Las intuiciones de Debord no han dejado de ser corroboradas por la realidad. Tarea urgente de nuestro tiempo es avisar del carácter hipnótico, espectacular de las imágenes, que a menudo hacen que perdamos el contacto con una realidad tan atroz como incomprensible. Debord observa que por culpa de muchas de esas imágenes que nos seducen e incapacitan el mundo se vuelve menos accesible, menos inteligible. La tarea consiste por tanto en recuperar la capacidad narrativa del periodismo, no en cuanto ejercicio de ficción (eso no es periodismo, aunque se disfrace de nuevo periodismo o de ficción verdadera), sino de explicación, de relato completo y con sentido. Ante un coliseo virtual que cada vez exige imágenes más espectaculares, “más especulativas”, dirá Debord, la vida va dejando de tener sentido. Los medios nos entretienen para que no nos demos cuenta de que eso ya ha ocurrido. La historia, su sentido, la posibilidad de emanciparse, de cambiar el estado de las cosas (de transformar al menos la percepción del mundo), nos ha sido arrebatada: Kapuscinski le dijo a Arcadi Espada: “Los medios han difundido la consigna: la lucha no da resultado”. Y el carrusel incesante (de internet, televisores, autopistas, ascensores, anuncios, aviones, cintas transportadoras, robots), hipnotizador, tan entretenido como vacuo, de imágenes, parece lo único que nos queda antes de cerrar los ojos para siempre.
En ese contexto, hay que dejar de esperar que los medios cambien, que los cerebros de los redactores jefes den un salto mortal, y que los empresarios de las noticias entiendan que su tarea es tan económica como moral.
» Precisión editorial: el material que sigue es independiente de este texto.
//! CDU / MCDU page, LED and key encoding.
//!
//! A page is streamed as one record per cell, row-major:
//! ```text
//! [color lo] [color hi] [glyph bytes…]      glyph = ASCII or UTF-8 symbol
//! ```
//! with the small font selected by adding 0x016B to the colour word. The
//! stream is cut into 63-byte chunks, each sent as a 64-byte report with
//! leading byte 0xF2.

use winwing_state::{CduPage, CDU_COLUMNS, CDU_ROWS};

use crate::{write_to, ReportSink};

pub const REPORT_LEN: usize  = 64;
const PAGE_REPORT_ID: u8     = 0xF2;
const SMALL_FONT_OFFSET: u16 = 0x016B;

// ── Hardware identification ───────────────────────────────────────────────────

#[derive(Debug, Clone, Copy, PartialEq, Eq)]
pub enum CduHardware {
    Mcdu,
    Pfp3n,
    Pfp4,
    Pfp7,
}

impl CduHardware {
    pub fn name(&self) -> &'static str {
        match self {
            Self::Mcdu  => "MCDU",
            Self::Pfp3n => "PFP-3N",
            Self::Pfp4  => "PFP-4",
            Self::Pfp7  => "PFP-7",
        }
    }

    /// Byte 1 of LED reports.
    pub fn identifier_byte(&self) -> u8 {
        match self {
            Self::Mcdu => 0x32,
            _ => 0x31,
        }
    }

    fn key_table(&self) -> &'static [CduKey] {
        match self {
            Self::Mcdu  => MCDU_KEYS,
            Self::Pfp3n => PFP3N_KEYS,
            Self::Pfp4  => PFP4_KEYS,
            Self::Pfp7  => PFP7_KEYS,
        }
    }

    /// Logical key for a hardware button index.
    pub fn key_for_index(&self, index: usize) -> Option<CduKey> {
        self.key_table().get(index).copied()
    }
}

#[repr(u8)]
#[derive(Debug, Clone, Copy, PartialEq, Eq)]
pub enum CduVariant {
    Captain      = 0x00,
    Observer     = 0x01,
    FirstOfficer = 0x02,
}

impl CduVariant {
    pub fn name(&self) -> &'static str {
        match self {
            Self::Captain      => "captain",
            Self::Observer     => "observer",
            Self::FirstOfficer => "first officer",
        }
    }
}

const PRODUCTS: [(u16, CduHardware, CduVariant); 12] = [
    (0xBB36, CduHardware::Mcdu,  CduVariant::Captain),
    (0xBB3E, CduHardware::Mcdu,  CduVariant::FirstOfficer),
    (0xBB3A, CduHardware::Mcdu,  CduVariant::Observer),
    (0xBB35, CduHardware::Pfp3n, CduVariant::Captain),
    (0xBB39, CduHardware::Pfp3n, CduVariant::FirstOfficer),
    (0xBB3D, CduHardware::Pfp3n, CduVariant::Observer),
    (0xBB38, CduHardware::Pfp4,  CduVariant::Captain),
    (0xBB40, CduHardware::Pfp4,  CduVariant::FirstOfficer),
    (0xBB3C, CduHardware::Pfp4,  CduVariant::Observer),
    (0xBB37, CduHardware::Pfp7,  CduVariant::Captain),
    (0xBB3F, CduHardware::Pfp7,  CduVariant::FirstOfficer),
    (0xBB3B, CduHardware::Pfp7,  CduVariant::Observer),
];

pub fn identify(pid: u16) -> Option<(CduHardware, CduVariant)> {
    PRODUCTS.iter().find(|(p, _, _)| *p == pid).map(|&(_, hw, v)| (hw, v))
}

// ── LEDs ──────────────────────────────────────────────────────────────────────

#[repr(u8)]
#[derive(Debug, Clone, Copy, PartialEq, Eq)]
pub enum CduLed {
    Backlight       = 0,
    ScreenBacklight = 1,
    Overall         = 2,

    PfpCall = 3,
    PfpFail = 4,
    PfpMsg  = 5,
    PfpOfst = 6,
    PfpExec = 7,

    McduFail   = 8,
    McduFm     = 9,
    McduMcdu   = 10,
    McduMenu   = 11,
    McduFm1    = 12,
    McduInd    = 13,
    McduRdy    = 14,
    McduStatus = 15,
    McduFm2    = 16,
}

impl CduLed {
    pub const ANNUNCIATORS: [CduLed; 14] = [
        Self::PfpCall, Self::PfpFail, Self::PfpMsg, Self::PfpOfst, Self::PfpExec,
        Self::McduFail, Self::McduFm, Self::McduMcdu, Self::McduMenu, Self::McduFm1,
        Self::McduInd, Self::McduRdy, Self::McduStatus, Self::McduFm2,
    ];
}

pub fn led_frame(hw: CduHardware, led: u8, value: u8) -> [u8; 14] {
    [0x02, hw.identifier_byte(), 0xBB, 0x00, 0x00, 0x03, 0x49, led, value, 0, 0, 0, 0, 0]
}

pub fn send_led(sink: Option<&dyn ReportSink>, hw: CduHardware, led: CduLed, value: u8) -> bool {
    write_to(sink, &led_frame(hw, led as u8, value))
}

// ── Colours and glyphs ────────────────────────────────────────────────────────

pub mod color {
    pub const BLACK: u16       = 0x0000;
    pub const AMBER: u16       = 0x0021;
    pub const WHITE: u16       = 0x0042;
    pub const CYAN: u16        = 0x0063;
    pub const GREEN: u16       = 0x0084;
    pub const MAGENTA: u16     = 0x00A5;
    pub const RED: u16         = 0x00C6;
    pub const YELLOW: u16      = 0x00E7;
    pub const DARKBROWN: u16   = 0x0108;
    pub const GREY: u16        = 0x0129;
    pub const LIGHTBROWN: u16  = 0x014A;

    /// Background variant of a foreground colour.
    pub const fn background(c: u16) -> u16 {
        c + 0x1E
    }
}

/// UTF-8 sequences the CDU font understands beyond ASCII.
pub mod glyph {
    pub const OUTLINED_SQUARE: &[u8]    = &[0xE2, 0x98, 0x90];
    pub const FILLED_ARROW_LEFT: &[u8]  = &[0xE2, 0x97, 0x80];
    pub const FILLED_ARROW_RIGHT: &[u8] = &[0xE2, 0x96, 0xB6];
    pub const ARROW_LEFT: &[u8]         = &[0xE2, 0x86, 0x90];
    pub const ARROW_RIGHT: &[u8]        = &[0xE2, 0x86, 0x92];
    pub const ARROW_UP: &[u8]           = &[0xE2, 0x86, 0x91];
    pub const ARROW_DOWN: &[u8]         = &[0xE2, 0x86, 0x93];
    pub const DEGREES: &[u8]            = &[0xC2, 0xB0];
    pub const TRIANGLE: &[u8]           = &[0xCE, 0x94];
    pub const DIAMOND: &[u8]            = &[0xE2, 0xAC, 0xA1];
}

/// Colour word for a cell, small font folded in.
pub fn color_word(color: u16, small: bool) -> [u8; 2] {
    let v = if small { color + SMALL_FONT_OFFSET } else { color };
    v.to_le_bytes()
}

/// Serialise a page. `color_of` maps the page's colour codes to wire colours;
/// `glyph_of` appends the bytes for one character (ASCII or a symbol).
pub fn encode_page<C, G>(page: &CduPage, mut color_of: C, mut glyph_of: G) -> Vec<u8>
where
    C: FnMut(u8) -> u16,
    G: FnMut(u8, bool, &mut Vec<u8>),
{
    let mut out = Vec::with_capacity(CDU_ROWS * CDU_COLUMNS * 3);
    for row in page.rows() {
        for cell in row.iter() {
            out.extend_from_slice(&color_word(color_of(cell.color), cell.small));
            glyph_of(cell.ch, cell.small, &mut out);
        }
    }
    out
}

/// Cut an encoded page into 64-byte reports.
pub fn page_frames(stream: &[u8]) -> Vec<[u8; REPORT_LEN]> {
    stream
        .chunks(REPORT_LEN - 1)
        .map(|chunk| {
            let mut f = [0u8; REPORT_LEN];
            f[0] = PAGE_REPORT_ID;
            f[1..1 + chunk.len()].copy_from_slice(chunk);
            f
        })
        .collect()
}

pub fn send_page(sink: Option<&dyn ReportSink>, stream: &[u8]) -> bool {
    page_frames(stream).iter().all(|f| write_to(sink, f))
}

// ── Keys ──────────────────────────────────────────────────────────────────────

/// Logical CDU keys across all hardware generations.
#[derive(Debug, Clone, Copy, PartialEq, Eq, Hash)]
pub enum CduKey {
    Lsk1L, Lsk2L, Lsk3L, Lsk4L, Lsk5L, Lsk6L,
    Lsk1R, Lsk2R, Lsk3R, Lsk4R, Lsk5R, Lsk6R,

    BrightnessDown, BrightnessUp, PageNext, PagePrev, Menu, Prog,
    Slash, Period, PlusMinus, Space, Clr,
    Key0, Key1, Key2, Key3, Key4, Key5, Key6, Key7, Key8, Key9,
    KeyA, KeyB, KeyC, KeyD, KeyE, KeyF, KeyG, KeyH, KeyI, KeyJ, KeyK, KeyL, KeyM,
    KeyN, KeyO, KeyP, KeyQ, KeyR, KeyS, KeyT, KeyU, KeyV, KeyW, KeyX, KeyY, KeyZ,

    PfpInitRef, PfpRoute, PfpLegs, PfpDepArr, PfpHold, PfpFix, PfpExec, PfpDel,
    Pfp3Clb, Pfp3Crz, Pfp3Des, Pfp3N1Limit,
    Pfp4Atc, Pfp4Vnav, Pfp4FmcComm, Pfp4NavRad,
    Pfp7Altn, Pfp7Vnav, Pfp7FmcComm, Pfp7NavRad,

    McduDir, McduPerf, McduInit, McduData, McduEmptyTopRight, McduFpln, McduRadNav,
    McduFuelPred, McduSecFpln, McduAtcComm, McduAirport, McduEmptyBottomLeft,
    McduPageUp, McduPageDown, McduOverfly,
}

use CduKey::*;

const LSKS: [CduKey; 12] = [
    Lsk1L, Lsk2L, Lsk3L, Lsk4L, Lsk5L, Lsk6L, Lsk1R, Lsk2R, Lsk3R, Lsk4R, Lsk5R, Lsk6R,
];

/// `1..9 . 0 +/-` in keypad order.
const NUMPAD: [CduKey; 12] = [
    Key1, Key2, Key3, Key4, Key5, Key6, Key7, Key8, Key9, Period, Key0, PlusMinus,
];

const LETTERS: [CduKey; 26] = [
    KeyA, KeyB, KeyC, KeyD, KeyE, KeyF, KeyG, KeyH, KeyI, KeyJ, KeyK, KeyL, KeyM,
    KeyN, KeyO, KeyP, KeyQ, KeyR, KeyS, KeyT, KeyU, KeyV, KeyW, KeyX, KeyY, KeyZ,
];

macro_rules! key_table {
    ($name:ident, [$($mid:expr),* $(,)?], [$($tail:expr),* $(,)?]) => {
        const $name: &[CduKey] = &{
            const MID: &[CduKey] = &[$($mid),*];
            const TAIL: &[CduKey] = &[$($tail),*];
            const LEN: usize = LSKS.len() + MID.len() + NUMPAD.len() + LETTERS.len() + TAIL.len();
            let mut out = [Lsk1L; LEN];
            let mut i = 0;
            let mut j = 0;
            while j < LSKS.len()    { out[i] = LSKS[j];    i += 1; j += 1; }
            j = 0;
            while j < MID.len()     { out[i] = MID[j];     i += 1; j += 1; }
            j = 0;
            while j < NUMPAD.len()  { out[i] = NUMPAD[j];  i += 1; j += 1; }
            j = 0;
            while j < LETTERS.len() { out[i] = LETTERS[j]; i += 1; j += 1; }
            j = 0;
            while j < TAIL.len()    { out[i] = TAIL[j];    i += 1; j += 1; }
            out
        };
    };
}

key_table!(
    MCDU_KEYS,
    [
        McduDir, Prog, McduPerf, McduInit, McduData, McduEmptyTopRight, BrightnessUp,
        McduFpln, McduRadNav, McduFuelPred, McduSecFpln, McduAtcComm, Menu, BrightnessDown,
        McduAirport, McduEmptyBottomLeft, PagePrev, McduPageUp, PageNext, McduPageDown,
    ],
    [Slash, Space, McduOverfly, Clr]
);

key_table!(
    PFP3N_KEYS,
    [
        PfpInitRef, PfpRoute, Pfp3Clb, Pfp3Crz, Pfp3Des, BrightnessDown, BrightnessUp, Menu,
        PfpLegs, PfpDepArr, PfpHold, Prog, PfpExec, Pfp3N1Limit, PfpFix, PagePrev, PageNext,
    ],
    [Space, PfpDel, Slash, Clr]
);

key_table!(
    PFP4_KEYS,
    [
        PfpInitRef, PfpRoute, PfpDepArr, Pfp4Atc, Pfp4Vnav, BrightnessDown, BrightnessUp,
        PfpFix, PfpLegs, PfpHold, Pfp4FmcComm, Prog, PfpExec, Menu, Pfp4NavRad, PagePrev,
        PageNext,
    ],
    [Space, PfpDel, Slash, Clr]
);

key_table!(
    PFP7_KEYS,
    [
        PfpInitRef, PfpRoute, PfpDepArr, Pfp7Altn, Pfp7Vnav, BrightnessDown, BrightnessUp,
        PfpFix, PfpLegs, PfpHold, Pfp7FmcComm, Prog, PfpExec, Menu, Pfp7NavRad, PagePrev,
        PageNext,
    ],
    [Space, PfpDel, Slash, Clr]
);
Leyendo a Debord y a los situacionistas tal vez la salida lógica llegados a esta línea sería pasar a la acción… de contar. Por eso no hay que perder de vista a Rafael Sánchez Ferlosio, que hace unos días escribía en El País uno de esos pecios que valen su peso en tinta. Bajo el epígrafe Un refrán sefardí, decía el autor de Industrias y andanzas de Alfanhuí: “Nada expresa mejor la tradicional prevención del judaísmo contra la magia que aquel antiguo refrán sefardí: ‘Con dizir flama non se quema la boca’. La afortunada figura nos amonesta contra cualquier tentación de atribuir ningún poder a la palabra –que es lo que hace la magia verbal–, ni, por tanto, tampoco al pensamiento. La palabra dice, no hace; es, en su esencia, absolutamente profana, terrenal”.
Algo aprendí cuando era corresponsal de ABC en Nueva York: que si bien The New Yorker es un ejemplo de periodismo, con 18 fact checkers que comprueban que todo lo que se publica es verdad, con reporteros que dedican semanas y meses a documentar y escribir un reportaje (han desvelado horrores como las torturas y aberraciones de Abu Ghraib: Seymour Hersh; el juicio a Eichmann en Jerusalén: Hannah Arendt, o Hiroshima: John Hersey), su minucioso relato de los hechos (que separa cuidadosamente de las opiniones) no cambia el curso de las cosas, no altera la realidad. Algo que a menudo aquí, en esta desgarrada piel de toro, parece que pretendemos desde los periódicos cada mañana. El New Yorker ha servido de inspiración para fronterad, la revista digital que hemos lanzado a la red un grupo de periodistas empeñados en contar lo que menos se cuenta o lo que no cuenta, en huir de la estridencia, de la trinchera, además de tratar de acabar con el venenoso cinismo de que es imposible llegar a saber nada cierto y completo de nada, de que todos mienten porque todos tienen intereses ocultos, aparte de huir de la fatigosa superficialidad, de la estupidez, de la tontería que amenaza con arrastrarnos a un arrabal de bares, televisores, luces de colores, alcohol y melancolía. Pura muerte.